Kabarindoraya.com  | Serang - Ekonomi Provinsi Banten pada triwulan I 2026 tumbuh 5,64% secara tahunan (year-on-year/yoy). Angka ini sedikit lebih tinggi dibandingkan pertumbuhan ekonomi nasional yang mencapai 5,61%.

Seiring pertumbuhan tersebut, kondisi ketenagakerjaan di Banten juga menunjukkan perbaikan. Hal itu terlihat dari meningkatnya jumlah penduduk bekerja dan menurunnya tingkat pengangguran per Februari 2026.

Kepala Badan Pusat Statistik (BPS) Provinsi Banten Yusniar Juliana menyampaikan, selain tumbuh secara tahunan, ekonomi Banten juga mengalami ekspansi sebesar 1,01% secara triwulanan (quarter-to-quarter/q-to-q) dibandingkan triwulan IV 2025.

"Pertumbuhan ini menunjukkan aktivitas ekonomi Banten tetap terjaga di awal tahun," ujarnya di Kantor BPS Banten, KP3B, Kota Serang, Senin (5/5/2026).

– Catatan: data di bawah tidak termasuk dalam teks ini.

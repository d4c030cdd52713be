//! Provider call errors, split into retryable and non-retryable classes.

/// Errors from a provider invocation.
#[derive(Debug, thiserror::Error)]
pub enum BackendError {
    /// The per-call deadline elapsed.
    #[error("provider call timed out after {0} ms")]
    Timeout(u64),

    /// The provider could not be reached.
    #[error("network error: {0}")]
    Connect(String),

    /// The provider answered with a non-success status.
    #[error("provider returned HTTP {status}: {detail}")]
    Status { status: u16, detail: String },

    /// The provider's reply could not be decoded into the expected shape.
    #[error("invalid provider payload: {0}")]
    Payload(String),

    /// The outbound call could not be shaped from the request.
    #[error("invalid request: {0}")]
    InvalidRequest(String),
}

impl BackendError {
    /// Whether a retry could plausibly succeed.
    ///
    /// Only transient transport failures and server-side errors consume
    /// retry budget; a request the provider has rejected as malformed will
    /// be rejected again.
    pub fn is_retryable(&self) -> bool {
        match self {
            BackendError::Timeout(_) | BackendError::Connect(_) => true,
            BackendError::Status { status, .. } => *status >= 500,
            BackendError::Payload(_) | BackendError::InvalidRequest(_) => false,
        }
    }

    /// Classify a reqwest transport error.
    pub fn from_transport(err: reqwest::Error, deadline_ms: u64) -> Self {
        if err.is_timeout() {
            BackendError::Timeout(deadline_ms)
        } else {
            BackendError::Connect(err.to_string())
        }
    }
}
//! Pure transformation from provider-specific payloads to the unified
//! response shape.
//!
//! One function per capability label; nothing here performs I/O. A payload
//! that cannot be decoded is a non-retryable [`BackendError::Payload`].

use serde_json::Value;

use switchboard_core::{Capability, ChartAnalysis, UnifiedResponse};

use crate::error::BackendError;

/// The user-facing answer when a provider stayed unreachable through the
/// whole retry budget.
pub const FALLBACK_ANSWER: &str = "I'm sorry, I wasn't able to process that request \
just now. Please try again in a moment.";

/// Normalize a provider payload for the given label.
pub fn normalize(
    capability: Capability,
    payload: &Value,
    session_id: &str,
) -> Result<UnifiedResponse, BackendError> {
    match capability {
        Capability::Knowledge => normalize_knowledge(payload, session_id),
        Capability::Document => normalize_answer_only(Capability::Document, payload, session_id),
        Capability::Database => normalize_database(payload, session_id),
        Capability::Visualization => normalize_visualization(payload, session_id),
        Capability::OutOfScope => {
            normalize_answer_only(Capability::OutOfScope, payload, session_id)
        }
    }
}

/// The degraded response returned when the retry budget is exhausted:
/// same label, fallback answer, failure detail in `error`.
pub fn failure(capability: Capability, session_id: &str, detail: &str) -> UnifiedResponse {
    let mut response = UnifiedResponse::new(capability, FALLBACK_ANSWER, session_id);
    response.error = Some(detail.to_string());
    response
}

fn require_str<'a>(payload: &'a Value, field: &str) -> Result<&'a str, BackendError> {
    payload
        .get(field)
        .and_then(Value::as_str)
        .ok_or_else(|| BackendError::Payload(format!("missing field '{}'", field)))
}

fn normalize_knowledge(payload: &Value, session_id: &str) -> Result<UnifiedResponse, BackendError> {
    let answer = require_str(payload, "answer")?;
    let mut response = UnifiedResponse::new(Capability::Knowledge, answer, session_id);

    let tags: Vec<String> = payload
        .get("tags")
        .and_then(Value::as_array)
        .map(|a| {
            a.iter()
                .filter_map(Value::as_str)
                .map(str::to_string)
                .collect()
        })
        .unwrap_or_default();
    if !tags.is_empty() {
        response.tags = Some(tags);
    }
    Ok(response)
}

fn normalize_answer_only(
    capability: Capability,
    payload: &Value,
    session_id: &str,
) -> Result<UnifiedResponse, BackendError> {
    let answer = require_str(payload, "answer")?;
    Ok(UnifiedResponse::new(capability, answer, session_id))
}

fn normalize_database(payload: &Value, session_id: &str) -> Result<UnifiedResponse, BackendError> {
    let answer = require_str(payload, "response")?;
    Ok(UnifiedResponse::new(Capability::Database, answer, session_id))
}

fn normalize_visualization(
    payload: &Value,
    session_id: &str,
) -> Result<UnifiedResponse, BackendError> {
    // A provider-reported failure still yields a well-formed response for
    // the visualization label.
    if let Some(detail) = payload.get("error").and_then(Value::as_str) {
        if !detail.is_empty() {
            let mut response = UnifiedResponse::new(
                Capability::Visualization,
                format!("Visualization Error: {}", detail),
                session_id,
            );
            response.error = Some(detail.to_string());
            response.chart_analysis = parse_chart_analysis(payload);
            return Ok(response);
        }
    }

    let rows: Vec<Value> = payload
        .get("data")
        .and_then(Value::as_array)
        .cloned()
        .unwrap_or_default();
    let record_count = rows.len();

    let chart_analysis = parse_chart_analysis(payload);
    let mut answer = format!(
        "Query executed successfully. Retrieved {} records.",
        record_count
    );
    if let Some(chart) = chart_analysis
        .as_ref()
        .filter(|a| a.chartable)
        .and_then(|a| a.auto_chart.as_ref())
    {
        answer.push_str(&format!(" Chart type: {}", chart.chart_type));
    }

    let mut response = UnifiedResponse::new(Capability::Visualization, answer, session_id);
    response.data = Some(rows);
    response.record_count = Some(record_count);
    response.sql_query = payload
        .get("sql_query")
        .and_then(Value::as_str)
        .filter(|s| !s.is_empty())
        .map(str::to_string);
    response.chart_analysis = chart_analysis;
    Ok(response)
}

/// Decode the provider's chart verdict, if any.
///
/// A chart configuration is surfaced only when the provider reports the
/// result chartable; its absence is meaningful (the caller falls back to
/// tabular display) and is never fabricated.
fn parse_chart_analysis(payload: &Value) -> Option<ChartAnalysis> {
    let raw = payload.get("chart_analysis")?;
    let mut analysis: ChartAnalysis = serde_json::from_value(raw.clone()).ok()?;
    if !analysis.chartable {
        analysis.auto_chart = None;
    }
    Some(analysis)
}

// =============================================================================
// Tests
// =============================================================================
use thiserror::Error;

/// Top-level error type for the Switchboard system.
///
/// Each variant wraps a subsystem-specific error. Subsystem crates define
/// their own error types and implement `From<SubsystemError> for
/// SwitchboardError` so that the `?` operator works seamlessly across crate
/// boundaries.
#[derive(Debug, Error)]
#[non_exhaustive]
pub enum SwitchboardError {
    #[error("Configuration error: {0}")]
    Config(String),

    #[error("Session error: {0}")]
    Session(String),

    #[error("Classification error: {0}")]
    Classify(String),

    #[error("Backend error: {0}")]
    Backend(String),

    #[error("Validation error: {0}")]
    Validation(String),

    #[error("API error: {0}")]
    Api(String),

    #[error("I/O error: {0}")]
    Io(#[from] std::io::Error),

    #[error("Serialization error: {0}")]
    Serialization(String),
}

impl From<toml::de::Error> for SwitchboardError {
    fn from(err: toml::de::Error) -> Self {
        SwitchboardError::Config(err.to_string())
    }
}

impl From<toml::ser::Error> for SwitchboardError {
    fn from(err: toml::ser::Error) -> Self {
        SwitchboardError::Config(err.to_string())
    }
}

impl From<serde_json::Error> for SwitchboardError {
    fn from(err: serde_json::Error) -> Self {
        SwitchboardError::Serialization(err.to_string())
    }
}

/// A specialized `Result` type for Switchboard operations.
pub type Result<T> = std::result::Result<T, SwitchboardError>;
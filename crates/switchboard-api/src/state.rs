//! Application state shared across all route handlers.

use std::sync::Arc;

use switchboard_backend::HealthMonitor;
use switchboard_router::Router;
use switchboard_session::SessionStore;

/// Shared application state.
///
/// All fields use `Arc` for cheap cloning across handler tasks.
#[derive(Clone)]
pub struct AppState {
    /// The router/dispatcher handling every chat turn.
    pub router: Arc<Router>,
    /// Health monitor over all capability adapters.
    pub monitor: Arc<HealthMonitor>,
    /// The session store, shared with the router.
    pub sessions: Arc<SessionStore>,
}

impl AppState {
    /// Create state around a fully constructed router.
    ///
    /// The health monitor probes the same adapters the router dispatches to.
    pub fn new(router: Router) -> Self {
        let monitor = HealthMonitor::new(router.adapters().all());
        let sessions = Arc::clone(router.sessions());
        Self {
            router: Arc::new(router),
            monitor: Arc::new(monitor),
            sessions,
        }
    }
}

Secara nominal, Produk Domestik Regional Bruto (PDRB) Banten pada triwulan I 2026 tercatat Rp247,20 triliun atas dasar harga berlaku (ADHB) dan Rp144,96 triliun atas dasar harga konstan (ADHK) 2010.

Struktur ekonomi Banten masih didominasi sektor industri pengolahan dengan kontribusi 30,02%. Disusul sektor perdagangan, konstruksi, serta transportasi dan pergudangan. Keempat sektor tersebut menyumbang lebih dari 70% terhadap perekonomian daerah.

Dari sisi lapangan usaha, sektor pertanian, kehutanan, dan perikanan mencatat pertumbuhan tertinggi sebesar 17,88% yoy. Lonjakan ini didorong oleh musim panen dan peningkatan produksi.

Selain itu, sektor yang berkaitan dengan mobilitas masyarakat juga tumbuh signifikan. Penyediaan akomodasi dan makan minum tumbuh 15,29%, sementara transportasi dan pergudangan naik 13,84%. Sektor jasa pendidikan juga tumbuh 5,58%.

Secara triwulanan, sektor pertanian mencatat pertumbuhan tertinggi sebesar 27,53%. Diikuti akomodasi dan makan minum 8,95%, jasa keuangan 5,48%, serta transportasi dan pergudangan 4,27%.